• Autoridades dizem ser plausível hipótese de que poeta foi morto por ditadura militar
- O Globo
-SANTIAGO- O governo chileno reconheceu que Pablo Neruda pode ter sido assassinado depois do golpe de Estado que levou o general Augusto Pinochet ao poder, em 1973. Em comunicado divulgado na última quinta-feira, o ministério do Interior e da Segurança Pública do país admite que considera “claramente possível e altamente provável” a atuação de terceiros na morte do vencedor do prêmio Nobel de Literatura de 1971.
Em carta enviada ao juiz que investiga a morte do poeta, emitida pelo Programa de Direitos Humanos do ministério, é indicado ainda que, apesar de Neruda sofrer de câncer de próstata, não foram tomados os procedimentos médicos e forenses para estabelecer a causa da morte na época.

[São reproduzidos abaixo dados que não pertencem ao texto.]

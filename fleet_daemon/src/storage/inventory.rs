use crate::managers::store::{HypervisorRecord, Store, StoreError, VmRecord};
use async_trait::async_trait;
use log::warn;
use serde::{de::DeserializeOwned, Deserialize, Serialize};
use serde_yaml::Value;
use std::path::Path;
use tokio::sync::Mutex;
use utils::file_system::yaml_file::{YamlFile, YamlFileError};
use uuid::Uuid;

/// On disk layout. Rows stay untyped so a malformed row survives a rewrite.
#[derive(Debug, Default, Serialize, Deserialize)]
struct Inventory {
    #[serde(default)]
    hypervisors: Vec<Value>,
    #[serde(default)]
    vms: Vec<Value>,
}

#[derive(Deserialize)]
struct RowId {
    id: Uuid,
}

fn row_id(row: &Value) -> Option<Uuid> {
    serde_yaml::from_value::<RowId>(row.clone())
        .ok()
        .map(|row| row.id)
}

fn decode_rows<T: DeserializeOwned>(rows: &[Value], kind: &str) -> Vec<T> {
    rows.iter()
        .enumerate()
        .filter_map(|(index, row)| match serde_yaml::from_value(row.clone()) {
            Ok(record) => Some(record),
            Err(err) => {
                warn!("Skipping malformed {} row #{}: {}", kind, index, err);
                None
            }
        })
        .collect()
}

fn unavailable(err: YamlFileError) -> StoreError {
    StoreError::Unavailable(err.to_string())
}

/// Declarative store kept in a single YAML document. The document is
/// re-read on every query so external edits are picked up.
pub struct YamlInventoryStore {
    file: Mutex<YamlFile<Inventory>>,
}

impl YamlInventoryStore {
    pub async fn open(path: &Path) -> Result<Self, StoreError> {
        let file = YamlFile::open(path).await.map_err(unavailable)?;
        Ok(YamlInventoryStore {
            file: Mutex::new(file),
        })
    }
}

#[async_trait]
impl Store for YamlInventoryStore {
    async fn list_hypervisors(&self) -> Result<Vec<HypervisorRecord>, StoreError> {
        let mut file = self.file.lock().await;
        file.reload().await.map_err(unavailable)?;
        Ok(decode_rows(&file.get().hypervisors, "hypervisor"))
    }

    async fn list_vms(&self, hypervisor_id: &Uuid) -> Result<Vec<VmRecord>, StoreError> {
        let mut file = self.file.lock().await;
        file.reload().await.map_err(unavailable)?;
        Ok(decode_rows::<VmRecord>(&file.get().vms, "vm")
            .into_iter()
            .filter(|record| record.hypervisor_id == *hypervisor_id)
            .collect())
    }

    async fn insert_vm(&self, record: VmRecord) -> Result<(), StoreError> {
        let mut file = self.file.lock().await;
        file.reload().await.map_err(unavailable)?;
        if file.get().vms.iter().any(|row| row_id(row) == Some(record.id)) {
            return Err(StoreError::Duplicate(record.id));
        }
        let row = serde_yaml::to_value(&record).map_err(|err| StoreError::Write(err.to_string()))?;
        file.get_mut().vms.push(row);
        if let Err(err) = file.save().await {
            file.get_mut().vms.pop();
            return Err(StoreError::Write(err.to_string()));
        }
        Ok(())
    }

    async fn delete_vm(&self, vm_id: &Uuid) -> Result<(), StoreError> {
        let mut file = self.file.lock().await;
        file.reload().await.map_err(unavailable)?;
        let index = file
            .get()
            .vms
            .iter()
            .position(|row| row_id(row) == Some(*vm_id))
            .ok_or(StoreError::NotFound(*vm_id))?;
        let row = file.get_mut().vms.remove(index);
        if let Err(err) = file.save().await {
            file.get_mut().vms.insert(index, row);
            return Err(StoreError::Write(err.to_string()));
        }
        Ok(())
    }
}
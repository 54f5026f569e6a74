use super::cli::Cli;
use super::config::FleetConfig;
use super::fabric::fleet_fabric::FleetFabric;
use super::fabric::hypervisor_fabric::HypervisorFabric;
use super::managers::fleet::{Fleet, InitSummary};
use super::managers::store::Store;
use super::storage::inventory::YamlInventoryStore;
use super::tls::pki::TlsIdentity;
use anyhow::Error;
use log::{debug, error, info};
use std::sync::Arc;
use tokio::select;
use tokio::signal::unix::{signal, SignalKind};
use tokio::spawn;
use tokio::task::JoinHandle;
use tokio_util::sync::CancellationToken;

pub struct DaemonBuilder {}

impl DaemonBuilder {
    pub async fn build(cli: Cli) -> anyhow::Result<Daemon, Error> {
        let mut config = FleetConfig::load(&cli.config).await?;
        config.apply_overrides(&cli);
        config.validate()?;
        info!("Building fleet controller {}", config.name);

        let identity = Arc::new(TlsIdentity::load(&config.tls_path, &config.hostname).await?);
        let store: Arc<dyn Store + Send + Sync> =
            Arc::new(YamlInventoryStore::open(&config.inventory_path).await?);
        Self::build_with(&config, identity, store).await
    }

    pub async fn build_with(
        config: &FleetConfig,
        identity: Arc<TlsIdentity>,
        store: Arc<dyn Store + Send + Sync>,
    ) -> anyhow::Result<Daemon, Error> {
        let hypervisor_fabric = HypervisorFabric::new(identity, store.clone(), config.timeouts());
        let fleet = FleetFabric::new(store)
            .load_fleet(&hypervisor_fabric)
            .await?;
        Ok(Daemon {
            fleet,
            init_concurrency: config.init_concurrency,
            cancellation_token: CancellationToken::new(),
        })
    }
}

pub struct Daemon {
    fleet: Arc<dyn Fleet + Send + Sync>,
    init_concurrency: usize,
    cancellation_token: CancellationToken,
}

impl Daemon {
    /// Registry handed to the route layer.
    pub fn fleet(&self) -> Arc<dyn Fleet + Send + Sync> {
        self.fleet.clone()
    }

    /// Cancelling this token stops the daemon and abandons in flight calls.
    pub fn cancellation_token(&self) -> CancellationToken {
        self.cancellation_token.clone()
    }

    pub async fn run(self) -> anyhow::Result<JoinHandle<Result<(), Error>>, Error> {
        info!("Starting application.");
        let mut init_thread = Self::spawn_init_thread(
            self.fleet.clone(),
            self.init_concurrency,
            self.cancellation_token.clone(),
        );
        let mut sigint = signal(SignalKind::interrupt())?;
        let mut sigterm = signal(SignalKind::terminate())?;

        Ok(spawn(async move {
            let mut init_finished = false;
            loop {
                select! {
                    _ = sigint.recv() => {
                        info!("SIGINT received shutting down");
                        break;
                    }

                    _ = sigterm.recv() => {
                        info!("SIGTERM received shutting down");
                        break;
                    }

                    _ = self.cancellation_token.cancelled() => {
                        info!("Shutdown requested");
                        break;
                    }

                    v = &mut init_thread, if !init_finished => {
                        init_finished = true;
                        if let Err(err) = v {
                            error!("Startup pass failed: {}", err);
                        }
                    }
                }
            }
            info!("Shutting down application.");
            self.cancellation_token.cancel();

            if !init_finished {
                debug!("Startup pass result: {:?}", init_thread.await);
            }

            info!("Application successfully shutdown.");
            Ok(())
        }))
    }

    fn spawn_init_thread(
        fleet: Arc<dyn Fleet + Send + Sync>,
        concurrency: usize,
        token: CancellationToken,
    ) -> JoinHandle<InitSummary> {
        tokio::spawn(async move { fleet.init_all(concurrency, &token).await })
    }
}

O ministério destacou que as investigações ainda estão em curso e não há uma conclusão para o caso. “Dadas as persistentes dúvidas sobre a causa da morte de Neruda, o governo chileno, por meio do seu Programa de Direitos Humanos, estabeleceu dois painéis internacionais e interdisciplinares de especialistas (o último deles, em outubro de 2015), para continuar realizando perícias que permitirão chegar a uma conclusão científica”, diz o documento.
Pablo Neruda era mais conhecido por seus poemas de amor, mas também era um político de esquerda, diplomata e amigo próximo do presidente Salvador Allende, que cometeu suicídio para não se render aos militares durante o golpe de Estado de 11 de setembro de 1973 liderado por Pinochet.
Apesar de ter sido diagnosticado com câncer pouco antes de morrer, o poeta, de 69 anos, pretendia ir para o exílio. Impressionado com a perseguição e o assassinato de seus amigos, ele planejava continuar como uma voz forte de oposição à ditadura, fora do Chile.
Um dia antes de embarcar rumo ao México, contudo, o escritor foi levado de ambulância para a clínica Santa Maria, em Santiago, onde recebeu tratamento médico para o câncer e outras doenças. Neruda, então membro do Comitê Central do Partido Comunista e personalidade mais importante da intelectualidade chilena, morreu na noite de 23 de setembro de 1973, supostamente de causas naturais. Mas as suspeitas de que a ditadura tem algo a ver com sua morte persistem.
O corpo foi exumado para uma primeira análise em 2013. Na ocasião, a investigação, a cargo de uma equipe de especialistas, não encontrou veneno nos restos mortais.
— Não achamos traços de veneno, mas isso não significa, necessariamente, que Neruda não foi assassinado. Outra equipe, com outras técnicas, pode encontrar substâncias — diz o legista espanhol Francisco Etxeberria, que participou dos trabalhos em 2013.
O motorista de Neruda, Manuel Araya, garantiu em várias ocasiões que o Nobel recebeu uma injeção aplicada por agentes da ditadura que se infiltraram na clínica e morreu seis horas e meia depois.
Carroza Espinosa, juiz atualmente encarregado do caso, solicitou novos exames para detectar substâncias não procuradas na primeira exumação.
Espinosa afirma que há muitas “coincidências”, além de provas testemunhais e documentais no caso, mas diz que somente provas científicas darão 100% de certeza de que Neruda foi assassinado.
— Ele tinha câncer, mas não estava em estado terminal. Até que, em 23 de setembro, seu estado de saúde se deteriorou a ponto de matá-lo em seis horas — relata Espinosa.
O juiz agora aguarda os resultados de um exame sobre a bactéria Staphylococcus aureus, encontrada em maio nos restos mortais de Neruda. Segundo especialistas, o microorganismo pode acelerar uma morte.